[Records supplied Boundary: Start]
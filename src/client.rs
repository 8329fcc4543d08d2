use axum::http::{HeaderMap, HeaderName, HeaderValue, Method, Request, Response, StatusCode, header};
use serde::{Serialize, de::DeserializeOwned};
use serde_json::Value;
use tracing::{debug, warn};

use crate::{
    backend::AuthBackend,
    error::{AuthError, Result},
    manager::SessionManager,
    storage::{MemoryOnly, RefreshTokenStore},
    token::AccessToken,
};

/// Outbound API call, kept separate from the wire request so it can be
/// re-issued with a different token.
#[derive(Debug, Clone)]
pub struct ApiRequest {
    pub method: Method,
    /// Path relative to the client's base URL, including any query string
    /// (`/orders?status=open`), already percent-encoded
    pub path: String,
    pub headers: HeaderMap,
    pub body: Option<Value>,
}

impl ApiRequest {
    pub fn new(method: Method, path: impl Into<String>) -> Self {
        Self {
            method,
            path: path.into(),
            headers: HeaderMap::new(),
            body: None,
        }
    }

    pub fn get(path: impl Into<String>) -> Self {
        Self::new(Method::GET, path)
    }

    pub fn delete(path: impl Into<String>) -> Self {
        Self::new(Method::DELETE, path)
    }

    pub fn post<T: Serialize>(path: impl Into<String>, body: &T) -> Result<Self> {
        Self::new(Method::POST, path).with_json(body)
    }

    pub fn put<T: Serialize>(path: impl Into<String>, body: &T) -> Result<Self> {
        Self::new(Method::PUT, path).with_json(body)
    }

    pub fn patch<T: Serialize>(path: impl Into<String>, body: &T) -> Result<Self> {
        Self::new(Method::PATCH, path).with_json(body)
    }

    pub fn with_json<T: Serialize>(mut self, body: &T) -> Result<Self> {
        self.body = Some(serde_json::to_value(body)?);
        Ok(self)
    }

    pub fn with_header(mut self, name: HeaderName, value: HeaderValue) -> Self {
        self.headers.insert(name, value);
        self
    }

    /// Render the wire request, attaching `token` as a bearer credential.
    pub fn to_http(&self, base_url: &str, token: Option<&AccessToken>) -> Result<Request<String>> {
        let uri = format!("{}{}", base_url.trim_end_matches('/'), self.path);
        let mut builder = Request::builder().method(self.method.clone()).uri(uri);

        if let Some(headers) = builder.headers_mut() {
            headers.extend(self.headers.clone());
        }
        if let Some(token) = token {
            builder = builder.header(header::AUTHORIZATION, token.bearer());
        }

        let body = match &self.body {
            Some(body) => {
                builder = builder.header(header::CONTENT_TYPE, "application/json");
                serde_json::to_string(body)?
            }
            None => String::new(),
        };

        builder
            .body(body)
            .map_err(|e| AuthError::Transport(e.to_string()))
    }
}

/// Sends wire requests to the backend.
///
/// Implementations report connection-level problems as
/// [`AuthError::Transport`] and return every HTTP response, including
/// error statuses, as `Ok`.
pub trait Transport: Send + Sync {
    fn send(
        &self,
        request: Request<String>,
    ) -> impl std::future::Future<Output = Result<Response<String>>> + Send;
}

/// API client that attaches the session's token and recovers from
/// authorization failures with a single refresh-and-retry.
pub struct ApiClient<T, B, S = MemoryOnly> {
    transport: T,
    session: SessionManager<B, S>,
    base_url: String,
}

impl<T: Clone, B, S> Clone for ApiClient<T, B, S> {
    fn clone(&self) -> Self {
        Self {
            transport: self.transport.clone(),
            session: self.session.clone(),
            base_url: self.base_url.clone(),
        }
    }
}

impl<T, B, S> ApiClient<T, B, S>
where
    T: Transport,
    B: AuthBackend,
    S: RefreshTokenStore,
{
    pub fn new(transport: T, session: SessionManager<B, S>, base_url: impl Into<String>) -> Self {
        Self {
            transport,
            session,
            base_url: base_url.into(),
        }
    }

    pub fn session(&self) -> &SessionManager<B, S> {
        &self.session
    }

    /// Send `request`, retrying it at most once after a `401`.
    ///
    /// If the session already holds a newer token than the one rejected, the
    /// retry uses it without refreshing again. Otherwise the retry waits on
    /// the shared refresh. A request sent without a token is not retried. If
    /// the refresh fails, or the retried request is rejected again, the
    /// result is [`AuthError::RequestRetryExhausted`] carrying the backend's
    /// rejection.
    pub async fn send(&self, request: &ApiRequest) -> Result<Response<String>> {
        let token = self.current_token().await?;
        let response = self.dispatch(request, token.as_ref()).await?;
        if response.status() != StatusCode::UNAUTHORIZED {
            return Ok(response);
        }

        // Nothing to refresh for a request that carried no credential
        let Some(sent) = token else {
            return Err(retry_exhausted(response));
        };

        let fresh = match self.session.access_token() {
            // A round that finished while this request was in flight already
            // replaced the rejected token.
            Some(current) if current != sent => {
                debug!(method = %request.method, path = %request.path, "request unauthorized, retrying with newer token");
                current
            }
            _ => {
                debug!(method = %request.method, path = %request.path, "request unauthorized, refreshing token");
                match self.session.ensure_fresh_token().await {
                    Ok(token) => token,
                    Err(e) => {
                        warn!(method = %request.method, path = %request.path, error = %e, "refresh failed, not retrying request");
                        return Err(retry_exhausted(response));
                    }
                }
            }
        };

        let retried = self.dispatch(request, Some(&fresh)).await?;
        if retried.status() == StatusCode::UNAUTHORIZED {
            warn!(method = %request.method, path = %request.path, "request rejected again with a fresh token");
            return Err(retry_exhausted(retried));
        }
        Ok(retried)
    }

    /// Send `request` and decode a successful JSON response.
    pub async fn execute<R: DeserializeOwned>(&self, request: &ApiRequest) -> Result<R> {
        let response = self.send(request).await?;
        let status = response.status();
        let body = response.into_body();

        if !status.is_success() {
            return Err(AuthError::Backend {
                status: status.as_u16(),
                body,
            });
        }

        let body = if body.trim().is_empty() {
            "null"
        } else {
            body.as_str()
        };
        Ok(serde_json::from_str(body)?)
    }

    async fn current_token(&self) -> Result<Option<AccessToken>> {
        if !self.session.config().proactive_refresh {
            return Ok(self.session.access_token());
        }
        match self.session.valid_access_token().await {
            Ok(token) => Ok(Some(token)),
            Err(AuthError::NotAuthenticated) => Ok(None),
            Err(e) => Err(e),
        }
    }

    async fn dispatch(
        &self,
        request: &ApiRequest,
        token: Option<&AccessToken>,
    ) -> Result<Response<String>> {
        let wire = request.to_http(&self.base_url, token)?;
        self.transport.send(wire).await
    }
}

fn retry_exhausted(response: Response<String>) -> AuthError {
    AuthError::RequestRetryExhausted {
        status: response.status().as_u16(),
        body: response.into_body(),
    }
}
[Records supplied Boundary: End]
[Records supplied Boundary: Start]
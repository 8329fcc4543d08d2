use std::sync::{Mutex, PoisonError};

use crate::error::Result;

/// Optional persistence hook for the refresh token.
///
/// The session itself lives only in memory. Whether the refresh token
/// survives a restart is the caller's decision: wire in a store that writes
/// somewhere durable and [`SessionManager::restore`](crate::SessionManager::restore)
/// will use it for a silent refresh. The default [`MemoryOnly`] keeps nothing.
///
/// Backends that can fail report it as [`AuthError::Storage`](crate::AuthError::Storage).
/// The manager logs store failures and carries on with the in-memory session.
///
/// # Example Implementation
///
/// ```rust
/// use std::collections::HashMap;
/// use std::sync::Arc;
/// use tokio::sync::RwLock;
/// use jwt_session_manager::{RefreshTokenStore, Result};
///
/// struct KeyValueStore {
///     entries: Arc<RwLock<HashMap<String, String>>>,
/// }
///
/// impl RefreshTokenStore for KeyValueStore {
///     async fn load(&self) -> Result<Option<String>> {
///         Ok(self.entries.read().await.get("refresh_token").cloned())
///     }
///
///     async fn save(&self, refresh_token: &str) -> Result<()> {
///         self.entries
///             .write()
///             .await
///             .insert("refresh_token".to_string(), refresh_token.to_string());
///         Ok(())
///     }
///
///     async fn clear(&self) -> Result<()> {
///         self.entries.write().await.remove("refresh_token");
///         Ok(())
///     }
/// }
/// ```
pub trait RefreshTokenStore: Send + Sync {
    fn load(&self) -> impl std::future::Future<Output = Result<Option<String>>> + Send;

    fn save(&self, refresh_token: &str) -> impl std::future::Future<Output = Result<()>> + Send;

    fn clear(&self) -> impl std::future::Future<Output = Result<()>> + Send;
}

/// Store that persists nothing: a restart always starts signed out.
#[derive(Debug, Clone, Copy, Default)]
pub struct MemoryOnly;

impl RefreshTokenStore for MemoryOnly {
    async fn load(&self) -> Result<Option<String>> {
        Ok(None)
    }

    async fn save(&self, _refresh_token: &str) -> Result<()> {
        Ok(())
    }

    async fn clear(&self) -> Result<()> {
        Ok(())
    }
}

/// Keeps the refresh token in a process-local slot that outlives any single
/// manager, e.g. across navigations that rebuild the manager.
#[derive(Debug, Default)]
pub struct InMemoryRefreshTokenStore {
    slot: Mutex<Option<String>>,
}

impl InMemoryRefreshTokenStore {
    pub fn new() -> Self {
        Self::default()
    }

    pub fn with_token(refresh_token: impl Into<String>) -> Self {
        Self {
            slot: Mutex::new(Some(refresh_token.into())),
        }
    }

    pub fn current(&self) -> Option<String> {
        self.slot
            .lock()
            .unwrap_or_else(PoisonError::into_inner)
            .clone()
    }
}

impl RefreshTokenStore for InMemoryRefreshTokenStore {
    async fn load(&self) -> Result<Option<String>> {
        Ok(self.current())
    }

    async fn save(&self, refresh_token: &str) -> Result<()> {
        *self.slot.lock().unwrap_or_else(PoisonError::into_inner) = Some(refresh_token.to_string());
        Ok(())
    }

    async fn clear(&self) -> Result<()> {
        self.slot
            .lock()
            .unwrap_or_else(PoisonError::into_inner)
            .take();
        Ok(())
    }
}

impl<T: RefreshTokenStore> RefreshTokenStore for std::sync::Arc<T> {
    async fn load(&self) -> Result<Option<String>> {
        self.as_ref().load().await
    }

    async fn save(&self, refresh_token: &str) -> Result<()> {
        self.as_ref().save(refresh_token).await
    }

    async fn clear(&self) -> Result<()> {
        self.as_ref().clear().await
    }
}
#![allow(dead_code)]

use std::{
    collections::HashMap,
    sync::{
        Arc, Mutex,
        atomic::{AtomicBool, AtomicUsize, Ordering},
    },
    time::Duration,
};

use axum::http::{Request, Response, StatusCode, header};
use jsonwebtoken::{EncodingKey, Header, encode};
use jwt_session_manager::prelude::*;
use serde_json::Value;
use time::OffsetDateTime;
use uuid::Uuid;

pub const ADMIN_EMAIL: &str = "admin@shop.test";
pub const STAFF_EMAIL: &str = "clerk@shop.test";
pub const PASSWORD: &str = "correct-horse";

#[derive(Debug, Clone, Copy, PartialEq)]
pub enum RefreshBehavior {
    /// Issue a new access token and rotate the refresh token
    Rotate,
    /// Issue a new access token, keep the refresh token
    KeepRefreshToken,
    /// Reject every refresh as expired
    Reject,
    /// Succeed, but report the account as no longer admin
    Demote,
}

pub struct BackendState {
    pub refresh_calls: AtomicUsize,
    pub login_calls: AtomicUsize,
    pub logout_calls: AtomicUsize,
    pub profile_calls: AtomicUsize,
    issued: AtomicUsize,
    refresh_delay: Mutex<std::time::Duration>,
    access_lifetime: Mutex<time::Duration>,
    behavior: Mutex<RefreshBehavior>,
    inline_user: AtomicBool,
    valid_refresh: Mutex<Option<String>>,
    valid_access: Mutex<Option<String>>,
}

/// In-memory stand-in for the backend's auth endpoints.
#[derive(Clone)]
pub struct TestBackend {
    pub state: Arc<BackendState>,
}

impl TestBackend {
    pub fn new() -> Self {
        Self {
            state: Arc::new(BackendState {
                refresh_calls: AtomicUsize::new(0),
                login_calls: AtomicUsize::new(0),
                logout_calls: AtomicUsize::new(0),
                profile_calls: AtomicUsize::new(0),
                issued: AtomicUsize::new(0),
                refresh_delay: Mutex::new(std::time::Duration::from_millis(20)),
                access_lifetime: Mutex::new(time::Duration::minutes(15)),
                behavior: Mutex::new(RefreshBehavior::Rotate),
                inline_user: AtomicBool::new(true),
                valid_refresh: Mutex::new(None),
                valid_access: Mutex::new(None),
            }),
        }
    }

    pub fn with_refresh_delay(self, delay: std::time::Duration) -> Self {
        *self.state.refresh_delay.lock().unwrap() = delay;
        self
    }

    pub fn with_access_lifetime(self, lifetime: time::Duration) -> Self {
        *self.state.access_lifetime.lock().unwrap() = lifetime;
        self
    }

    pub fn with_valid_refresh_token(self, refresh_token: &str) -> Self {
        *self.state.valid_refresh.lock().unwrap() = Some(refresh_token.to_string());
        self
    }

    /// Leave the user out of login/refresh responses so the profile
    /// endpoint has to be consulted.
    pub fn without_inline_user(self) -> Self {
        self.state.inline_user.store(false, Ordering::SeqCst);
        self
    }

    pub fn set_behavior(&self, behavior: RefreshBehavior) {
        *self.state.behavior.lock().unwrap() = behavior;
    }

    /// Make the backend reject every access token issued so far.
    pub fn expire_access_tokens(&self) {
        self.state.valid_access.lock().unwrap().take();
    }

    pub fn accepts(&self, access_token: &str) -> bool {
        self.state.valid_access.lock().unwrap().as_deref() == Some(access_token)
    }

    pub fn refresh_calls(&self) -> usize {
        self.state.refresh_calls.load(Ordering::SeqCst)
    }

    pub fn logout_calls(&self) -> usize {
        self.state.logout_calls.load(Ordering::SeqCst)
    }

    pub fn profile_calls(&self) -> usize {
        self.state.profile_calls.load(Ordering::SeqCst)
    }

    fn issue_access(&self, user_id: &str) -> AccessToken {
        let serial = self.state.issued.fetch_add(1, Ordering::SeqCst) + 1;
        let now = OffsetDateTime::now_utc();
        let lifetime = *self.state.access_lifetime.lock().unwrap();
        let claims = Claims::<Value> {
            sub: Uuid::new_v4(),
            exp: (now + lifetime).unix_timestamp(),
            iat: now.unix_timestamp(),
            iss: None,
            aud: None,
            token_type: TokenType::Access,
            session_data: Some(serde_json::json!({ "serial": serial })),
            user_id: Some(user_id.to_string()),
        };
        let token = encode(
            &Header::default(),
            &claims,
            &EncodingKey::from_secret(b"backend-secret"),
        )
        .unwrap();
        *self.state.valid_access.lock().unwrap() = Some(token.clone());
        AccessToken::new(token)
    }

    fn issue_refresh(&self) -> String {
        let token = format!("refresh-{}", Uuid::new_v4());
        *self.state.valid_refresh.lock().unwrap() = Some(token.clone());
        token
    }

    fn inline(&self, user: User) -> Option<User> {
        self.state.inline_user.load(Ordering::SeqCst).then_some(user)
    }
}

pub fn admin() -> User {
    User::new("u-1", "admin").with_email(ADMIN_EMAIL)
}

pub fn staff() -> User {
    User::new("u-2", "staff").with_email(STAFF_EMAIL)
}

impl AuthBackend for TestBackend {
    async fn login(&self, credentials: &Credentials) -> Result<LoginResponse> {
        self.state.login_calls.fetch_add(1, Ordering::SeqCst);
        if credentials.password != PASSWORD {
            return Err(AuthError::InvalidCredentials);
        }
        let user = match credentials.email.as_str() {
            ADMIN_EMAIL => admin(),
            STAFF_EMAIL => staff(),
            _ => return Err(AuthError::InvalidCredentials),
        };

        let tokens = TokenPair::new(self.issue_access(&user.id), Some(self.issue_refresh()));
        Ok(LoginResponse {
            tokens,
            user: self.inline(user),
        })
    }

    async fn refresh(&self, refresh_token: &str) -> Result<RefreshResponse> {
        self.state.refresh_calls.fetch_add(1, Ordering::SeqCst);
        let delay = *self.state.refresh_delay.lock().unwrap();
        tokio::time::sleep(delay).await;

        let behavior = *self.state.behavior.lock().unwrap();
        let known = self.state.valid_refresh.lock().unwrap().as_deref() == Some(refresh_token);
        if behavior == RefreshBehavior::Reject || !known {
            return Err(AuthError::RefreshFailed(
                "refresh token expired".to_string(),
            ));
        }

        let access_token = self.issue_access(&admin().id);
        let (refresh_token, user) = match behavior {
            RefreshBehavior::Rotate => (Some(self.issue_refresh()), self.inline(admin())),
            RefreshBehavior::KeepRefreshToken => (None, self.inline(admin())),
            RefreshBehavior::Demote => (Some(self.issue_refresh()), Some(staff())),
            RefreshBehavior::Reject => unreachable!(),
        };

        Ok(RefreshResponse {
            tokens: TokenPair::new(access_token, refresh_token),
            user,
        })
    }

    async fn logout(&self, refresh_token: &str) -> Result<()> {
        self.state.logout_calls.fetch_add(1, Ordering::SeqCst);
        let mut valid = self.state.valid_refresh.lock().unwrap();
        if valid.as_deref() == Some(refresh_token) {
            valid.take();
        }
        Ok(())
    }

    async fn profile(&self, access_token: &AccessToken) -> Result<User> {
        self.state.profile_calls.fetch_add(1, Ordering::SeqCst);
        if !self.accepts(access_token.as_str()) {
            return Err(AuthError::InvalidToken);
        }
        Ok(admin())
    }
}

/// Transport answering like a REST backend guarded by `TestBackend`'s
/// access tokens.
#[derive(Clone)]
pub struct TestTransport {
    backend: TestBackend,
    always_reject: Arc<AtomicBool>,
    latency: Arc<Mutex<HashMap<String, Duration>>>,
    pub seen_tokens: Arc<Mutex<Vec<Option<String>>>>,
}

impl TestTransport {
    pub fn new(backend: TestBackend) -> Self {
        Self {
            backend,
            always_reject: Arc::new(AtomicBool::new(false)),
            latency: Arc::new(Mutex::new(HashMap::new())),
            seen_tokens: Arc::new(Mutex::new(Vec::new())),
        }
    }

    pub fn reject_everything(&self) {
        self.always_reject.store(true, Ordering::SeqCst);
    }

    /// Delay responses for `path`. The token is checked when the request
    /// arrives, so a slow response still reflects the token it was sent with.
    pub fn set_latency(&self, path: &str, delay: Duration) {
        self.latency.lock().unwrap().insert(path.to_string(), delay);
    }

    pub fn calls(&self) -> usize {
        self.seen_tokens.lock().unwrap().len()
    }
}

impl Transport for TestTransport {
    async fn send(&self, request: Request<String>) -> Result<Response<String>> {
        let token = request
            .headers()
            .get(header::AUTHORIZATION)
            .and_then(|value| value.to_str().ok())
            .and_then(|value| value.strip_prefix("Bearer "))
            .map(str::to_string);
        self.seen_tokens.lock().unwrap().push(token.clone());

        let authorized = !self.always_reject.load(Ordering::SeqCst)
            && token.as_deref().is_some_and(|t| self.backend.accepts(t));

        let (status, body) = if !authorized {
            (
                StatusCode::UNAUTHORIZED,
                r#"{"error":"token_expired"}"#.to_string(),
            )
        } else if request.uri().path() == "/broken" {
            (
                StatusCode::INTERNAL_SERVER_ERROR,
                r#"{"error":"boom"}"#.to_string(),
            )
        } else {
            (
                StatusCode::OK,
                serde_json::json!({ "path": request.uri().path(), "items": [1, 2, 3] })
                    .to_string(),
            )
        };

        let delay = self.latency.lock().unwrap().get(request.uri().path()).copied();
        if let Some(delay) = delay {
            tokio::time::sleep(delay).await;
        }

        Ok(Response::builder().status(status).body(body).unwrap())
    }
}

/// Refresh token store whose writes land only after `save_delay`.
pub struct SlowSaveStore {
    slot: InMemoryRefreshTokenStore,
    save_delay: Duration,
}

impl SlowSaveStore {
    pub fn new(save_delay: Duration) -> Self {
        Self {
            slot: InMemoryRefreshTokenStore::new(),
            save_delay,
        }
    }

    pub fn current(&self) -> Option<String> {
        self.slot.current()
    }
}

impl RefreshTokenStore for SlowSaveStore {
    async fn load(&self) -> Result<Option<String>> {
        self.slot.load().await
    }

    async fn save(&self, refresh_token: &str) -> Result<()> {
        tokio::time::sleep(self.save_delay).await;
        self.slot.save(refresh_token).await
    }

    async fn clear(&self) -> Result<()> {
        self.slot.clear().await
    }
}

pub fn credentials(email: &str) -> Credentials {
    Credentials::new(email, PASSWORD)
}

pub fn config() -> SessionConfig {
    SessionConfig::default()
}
[Records supplied Boundary: End]
Filter the records above and copy every line that contains the word "crate".

» Exercise answer:
use crate::{
use crate::error::Result;
/// somewhere durable and [`SessionManager::restore`](crate::SessionManager::restore)
/// Backends that can fail report it as [`AuthError::Storage`](crate::AuthError::Storage).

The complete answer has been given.